# NVIDIA Kills the GTX 780 Ti, GTX 780, GTX 770, Cuts GTX 760 Pricing



## btarunr (Sep 19, 2014)

Following the launch of its GeForce GTX 980 and GTX 970 graphics cards, NVIDIA announced discontinuation of three of its top-selling high-end graphics cards, the GeForce GTX 780 Ti, the GeForce GTX 780, and the GeForce GTX 770. The $549 GeForce GTX 980 cannibalizes the GTX 780 Ti and GTX 780; and is cheaper to make, with 2 billion fewer transistors, four fewer memory chips, and a lighter VRM; while the GTX 970 targets several key sub-$350 products, blasting the GTX 770 to irrelevance. NVIDIA also tweaked pricing of its GeForce GTX 760 performance-segment graphics card, which now starts at $219. The company is expected to launch its replacement, the GeForce GTX 960, some time in October, 2014.



 

 

 



*View at TechPowerUp Main Site*


----------



## Durvelle27 (Sep 19, 2014)

I guess i'll be getting 2x GTX 970s


----------



## HumanSmoke (Sep 19, 2014)

Well, this is definitely in the running for biggest non-surprise of the year.


----------



## GreiverBlade (Sep 19, 2014)

Durvelle27 said:


> I guess i'll be getting 2x GTX 970s


exactly what i was thinking ... or one 980 (i can still find buyers for my 290 i bet) oh well end2014/2015 sill be green in the end ... now to the REVIEWS! (from w1zzard and btarunr!!!)


----------



## Drac (Sep 19, 2014)

should i buy the 760 or should i wait for the 960? Now the 760 is cheap after the cut price but I dont know what will be the price for the 960  when its released in oct.


----------



## revanchrist (Sep 19, 2014)

Drac said:


> should i buy the 760 or should i wait for the 960? Now the 760 is cheap after the cut price but I dont know what will be the price for the 960  when its released in oct.

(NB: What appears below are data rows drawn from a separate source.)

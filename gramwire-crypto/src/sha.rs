//! Hash helpers used throughout the handshake and message codec.

#[doc(hidden)]
pub use ::sha1 as __sha1;
#[doc(hidden)]
pub use ::sha2 as __sha2;

/// SHA-1 over the concatenation of every argument.
///
/// ```
/// let h = gramwire_crypto::sha1!(b"ab", b"c");
/// assert_eq!(h, gramwire_crypto::sha1!(b"abc"));
/// ```
#[macro_export]
macro_rules! sha1 {
    ( $( $x:expr ),+ $(,)? ) => {{
        use $crate::sha::__sha1::Digest as _;
        let mut h = $crate::sha::__sha1::Sha1::new();
        $( h.update($x); )+
        let out: [u8; 20] = h.finalize().into();
        out
    }};
}

/// SHA-256 over the concatenation of every argument.
#[macro_export]
macro_rules! sha256 {
    ( $( $x:expr ),+ $(,)? ) => {{
        use $crate::sha::__sha2::Digest as _;
        let mut h = $crate::sha::__sha2::Sha256::new();
        $( h.update($x); )+
        let out: [u8; 32] = h.finalize().into();
        out
    }};
}

#[cfg(test)]
mod tests {
    #[test]
    fn macros_hash_concatenated_input() {
        let h = crate::sha1!(b"a", b"bc");
        assert_eq!(h[..4], [0xa9, 0x99, 0x3e, 0x36]);
        assert_eq!(h[16..], [0x9c, 0xd0, 0xd8, 0x9d]);

        let h = crate::sha256!(b"ab", b"c");
        assert_eq!(h[..4], [0xba, 0x78, 0x16, 0xbf]);
        assert_eq!(h[28..], [0xf2, 0x00, 0x15, 0xad]);
    }
}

Msrp should be around 260-280 us dollar after converted from chinese currency from some leak i've heard but you should really wait till october for it's performance review since no one knows it's exact performance right now.


----------



## GreiverBlade (Sep 19, 2014)

revanchrist said:


> but you should really wait till october for it's performance review since no one knows it's exact performance right now.


well yes now we know ... thanks TPU 

edit: oh wait the 960 bah the 970 is cheap enough to be a good replacement for any 760 buyers


----------



## wiski (Sep 19, 2014)

GreiverBlade said:


> well yes now we know ... thanks TPU
> 
> edit: oh wait the 960 bah the 970 is cheap enough to be a good replacement for any 760 buyers



Yup, I have a GTX 760 SC and am thinking I'll probably get a GTX 970 after MSI or EVGA gets their hands on it. I still game at 1080p (and plan to continue to for a long while) so it should be plenty.


----------



## CrAsHnBuRnXp (Sep 19, 2014)

I wish people would make up their minds on the 980. I hear its not that much better than the 780(Ti) and now this article is saying it "cannibalizes" them which means it blows the previous gen out of the water. So which is it?


----------



## rtwjunkie (Sep 19, 2014)

CrAsHnBuRnXp said:


> I wish people would make up their minds on the 980. I hear its not that much better than the 780(Ti) and now this article is saying it "cannibalizes" them which means it blows the previous gen out of the water. So which is it?


 
By cannibalize, it means it's just performs better and is a better performance for the dollar, and has occupied, or "eaten" the 780 Ti's former glory place.  No reason to have it around anymore.


----------



## KomanderKain (Sep 19, 2014)

CrAsHnBuRnXp said:


> I wish people would make up their minds on the 980. I hear its not that much better than the 780(Ti) and now this article is saying it "cannibalizes" them which means it blows the previous gen out of the water. So which is it?



In this instance cannibalizes means "eats up" the same market segment, as in the performance is close enough that the cards would be competing with each other in the same market segment.


----------



## ur6beersaway (Sep 20, 2014)

I'll suffer with my extra 2 billion transistors, 780Ti is still one great card. Good luck Maxwell.


----------



## Andrew (Sep 20, 2014)

Waiting for GTX 980 *TI*...


----------